> WORK ORDER
What lines of the data hold the string "EventPayload"? Copy them all.

== EXTRACTED ENTRIES ==

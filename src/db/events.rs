use super::{conversion_error, parse_json, parse_time};
use crate::errors::AppResult;
use crate::models::{EventPayload, InversePayload, NotebookEvent, NotebookEventType};
use rusqlite::{params, Connection, OptionalExtension};
use serde_json::{Map, Value};

const EVENT_COLUMNS: &str = "id, notebook_id, owner_id, workspace_id, actor_id, seq, event_type, command_name, summary,
     version, payload_json, inverse_payload_json, prev_event_id, parent_event_id, note_id, metadata_json, created_at";

pub fn insert_event(conn: &Connection, event: &NotebookEvent) -> AppResult<()> {
    conn.execute(
        "INSERT INTO notebook_events (
           id, notebook_id, owner_id, workspace_id, actor_id, seq, event_type, command_name, summary,
           version, payload_json, inverse_payload_json, prev_event_id, parent_event_id, note_id,
           metadata_json, undone_at, created_at
         ) VALUES (?1, ?2, ?3, ?4, ?5, ?6, ?7, ?8, ?9, ?10, ?11, ?12, ?13, ?14, ?15, ?16, ?17, ?18)",
        params![
            event.id,
            event.notebook_id,
            event.owner_id,
            event.workspace_id,
            event.actor_id,
            event.seq,
            event.event_type.as_str(),
            event.command_name,
            event.summary,
            event.version,
            serde_json::to_string(&event.payload)?,
            serde_json::to_string(&event.inverse_payload)?,
            event.prev_event_id,
            event.parent_event_id,
            event.note_id,
            serde_json::to_string(&event.metadata)?,
            event.undone_at(),
            event.created_at.to_rfc3339(),
        ],
    )?;
    Ok(())
}

pub fn get_event(conn: &Connection, event_id: &str) -> AppResult<Option<NotebookEvent>> {
    let sql = format!("SELECT {} FROM notebook_events WHERE id = ?1", EVENT_COLUMNS);
    conn.query_row(&sql, [event_id], parse_event_row)
        .optional()
        .map_err(Into::into)
}

pub fn latest_event(conn: &Connection, notebook_id: &str) -> AppResult<Option<NotebookEvent>> {
    let sql = format!(
        "SELECT {} FROM notebook_events WHERE notebook_id = ?1 ORDER BY seq DESC LIMIT 1",
        EVENT_COLUMNS
    );
    conn.query_row(&sql, [notebook_id], parse_event_row)
        .optional()
        .map_err(Into::into)
}

pub fn list_events(conn: &Connection, notebook_id: &str) -> AppResult<Vec<NotebookEvent>> {
    let sql = format!(
        "SELECT {} FROM notebook_events WHERE notebook_id = ?1 ORDER BY seq ASC",
        EVENT_COLUMNS
    );
    let mut stmt = conn.prepare(&sql)?;
    let rows = stmt
        .query_map([notebook_id], parse_event_row)?
        .collect::<Result<Vec<_>, _>>()?;
    Ok(rows)
}

/// True when a later, still-live, non-undo event exists for the notebook.
pub fn has_newer_live_event(conn: &Connection, notebook_id: &str, seq: i64) -> AppResult<bool> {
    let exists: i64 = conn.query_row(
        "SELECT EXISTS(
           SELECT 1 FROM notebook_events
           WHERE notebook_id = ?1 AND seq > ?2 AND event_type <> ?3 AND undone_at IS NULL
         )",
        params![notebook_id, seq, NotebookEventType::Undo.as_str()],
        |row| row.get(0),
    )?;
    Ok(exists != 0)
}

/// Marks the event undone only if nobody else has. Returns false when the
/// event was already claimed.
pub fn claim_undo(conn: &Connection, event_id: &str, metadata: &Map<String, Value>, undone_at: &str) -> AppResult<bool> {
    let updated = conn.execute(
        "UPDATE notebook_events SET undone_at = ?1, metadata_json = ?2 WHERE id = ?3 AND undone_at IS NULL",
        params![undone_at, serde_json::to_string(metadata)?, event_id],
    )?;
    Ok(updated == 1)
}

pub fn release_undo(conn: &Connection, event_id: &str, metadata: &Map<String, Value>) -> AppResult<()> {
    conn.execute(
        "UPDATE notebook_events SET undone_at = NULL, metadata_json = ?1 WHERE id = ?2",
        params![serde_json::to_string(metadata)?, event_id],
    )?;
    Ok(())
}

fn parse_event_row(row: &rusqlite::Row<'_>) -> rusqlite::Result<NotebookEvent> {
    let event_type_raw: String = row.get(6)?;
    let event_type = NotebookEventType::parse(&event_type_raw)
        .ok_or_else(|| conversion_error(format!("Unknown notebook event type '{}'", event_type_raw)))?;
    let payload: EventPayload = parse_json(&row.get::<_, String>(10)?)?;
    let inverse: Value = parse_json(&row.get::<_, String>(11)?)?;
    let metadata = match parse_json::<Value>(&row.get::<_, String>(15)?)? {
        Value::Object(map) => map,
        _ => Map::new(),
    };

    Ok(NotebookEvent {
        id: row.get(0)?,
        notebook_id: row.get(1)?,
        owner_id: row.get(2)?,
        workspace_id: row.get(3)?,
        actor_id: row.get(4)?,
        seq: row.get(5)?,
        event_type,
        command_name: row.get(7)?,
        summary: row.get(8)?,
        version: row.get(9)?,
        payload,
        inverse_payload: InversePayload::from_value(inverse),
        prev_event_id: row.get(12)?,
        parent_event_id: row.get(13)?,
        note_id: row.get(14)?,
        metadata,
        created_at: parse_time(&row.get::<_, String>(16)?)?,
    })
}

#[cfg(test)]
mod tests {
    use super::{claim_undo, get_event, has_newer_live_event, insert_event, latest_event, list_events, release_undo};
    use crate::config::TransactionMode;
    use crate::db::open_test_database;
    use crate::models::{
        CommandPayload, EventPayload, InversePayload, NotebookEvent, NotebookEventType, UndoAction,
    };
    use chrono::Utc;
    use serde_json::{json, Map, Value};

    fn event(id: &str, seq: i64, event_type: NotebookEventType) -> NotebookEvent {
        NotebookEvent {
            id: id.to_string(),
            notebook_id: "nb-1".to_string(),
            owner_id: "user-1".to_string(),
            workspace_id: None,
            actor_id: "user-1".to_string(),
            seq,
            event_type,
            command_name: event_type.as_str().to_string(),
            summary: String::new(),
            version: 1,
            payload: EventPayload::Command(CommandPayload::Create {
                name: "Inbox".to_string(),
                workspace_id: None,
            }),
            inverse_payload: InversePayload::Action(UndoAction::DeleteNotebook {
                notebook_id: "nb-1".to_string(),
            }),
            prev_event_id: None,
            parent_event_id: None,
            note_id: None,
            metadata: Map::new(),
            created_at: Utc::now(),
        }
    }

    #[test]
    fn events_list_in_sequence_order() {
        let (_dir, db) = open_test_database(TransactionMode::Auto);
        db.read(|conn| {
            insert_event(conn, &event("e-2", 2, NotebookEventType::Update))?;
            insert_event(conn, &event("e-1", 1, NotebookEventType::Create))
        })
        .expect("insert");

        let events = db.read(|conn| list_events(conn, "nb-1")).expect("list");
        let ids: Vec<&str> = events.iter().map(|event| event.id.as_str()).collect();
        assert_eq!(ids, vec!["e-1", "e-2"]);
        let latest = db.read(|conn| latest_event(conn, "nb-1")).expect("latest").expect("exists");
        assert_eq!(latest.id, "e-2");
        assert_eq!(latest.event_type, NotebookEventType::Update);
    }

    #[test]
    fn duplicate_sequence_numbers_are_rejected() {
        let (_dir, db) = open_test_database(TransactionMode::Auto);
        db.read(|conn| insert_event(conn, &event("e-1", 1, NotebookEventType::Create)))
            .expect("insert");
        let error = db
            .read(|conn| insert_event(conn, &event("e-2", 1, NotebookEventType::Update)))
            .expect_err("seq clash");
        assert_eq!(error.code(), "INTERNAL");
    }

    #[test]
    fn undo_claim_is_compare_and_set() {
        let (_dir, db) = open_test_database(TransactionMode::Auto);
        db.read(|conn| insert_event(conn, &event("e-1", 1, NotebookEventType::Create)))
            .expect("insert");
        let mut metadata = Map::new();
        metadata.insert("undoneAt".to_string(), Value::String("2024-05-01T00:00:00Z".to_string()));

        assert!(db
            .read(|conn| claim_undo(conn, "e-1", &metadata, "2024-05-01T00:00:00Z"))
            .expect("first claim"));
        assert!(!db
            .read(|conn| claim_undo(conn, "e-1", &metadata, "2024-05-01T00:00:01Z"))
            .expect("second claim"));
        let claimed = db.read(|conn| get_event(conn, "e-1")).expect("get").expect("exists");
        assert!(claimed.is_undone());

        db.read(|conn| release_undo(conn, "e-1", &Map::new())).expect("release");
        let released = db.read(|conn| get_event(conn, "e-1")).expect("get").expect("exists");
        assert!(!released.is_undone());
    }

    #[test]
    fn newer_live_events_ignore_undo_rows_and_undone_rows() {
        let (_dir, db) = open_test_database(TransactionMode::Auto);
        db.read(|conn| {
            insert_event(conn, &event("e-1", 1, NotebookEventType::Create))?;
            insert_event(conn, &event("e-2", 2, NotebookEventType::Update))?;
            insert_event(conn, &event("e-3", 3, NotebookEventType::Undo))
        })
        .expect("insert");

        assert!(db.read(|conn| has_newer_live_event(conn, "nb-1", 1)).expect("check"));
        assert!(!db.read(|conn| has_newer_live_event(conn, "nb-1", 2)).expect("check"));

        db.read(|conn| claim_undo(conn, "e-2", &Map::new(), "2024-05-01T00:00:00Z"))
            .expect("claim");
        assert!(!db.read(|conn| has_newer_live_event(conn, "nb-1", 1)).expect("check"));
    }

    #[test]
    fn unknown_inverse_actions_survive_storage_verbatim() {
        let (_dir, db) = open_test_database(TransactionMode::Auto);
        let mut stored = event("e-1", 1, NotebookEventType::Update);
        let raw = json!({ "action": "restoreTemplate", "templateId": "t-9" });
        stored.inverse_payload = InversePayload::from_value(raw.clone());
        db.read(|conn| insert_event(conn, &stored)).expect("insert");

        let loaded = db.read(|conn| get_event(conn, "e-1")).expect("get").expect("exists");
        assert!(matches!(loaded.inverse_payload, InversePayload::Unrecognized(_)));
        assert_eq!(serde_json::to_value(&loaded.inverse_payload).expect("serialize"), raw);
    }
}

===

> ANSWER SECTION
use crate::models::{EventPayload, InversePayload, NotebookEvent, NotebookEventType};
    let payload: EventPayload = parse_json(&row.get::<_, String>(10)?)?;
        CommandPayload, EventPayload, InversePayload, NotebookEvent, NotebookEventType, UndoAction,
            payload: EventPayload::Command(CommandPayload::Create {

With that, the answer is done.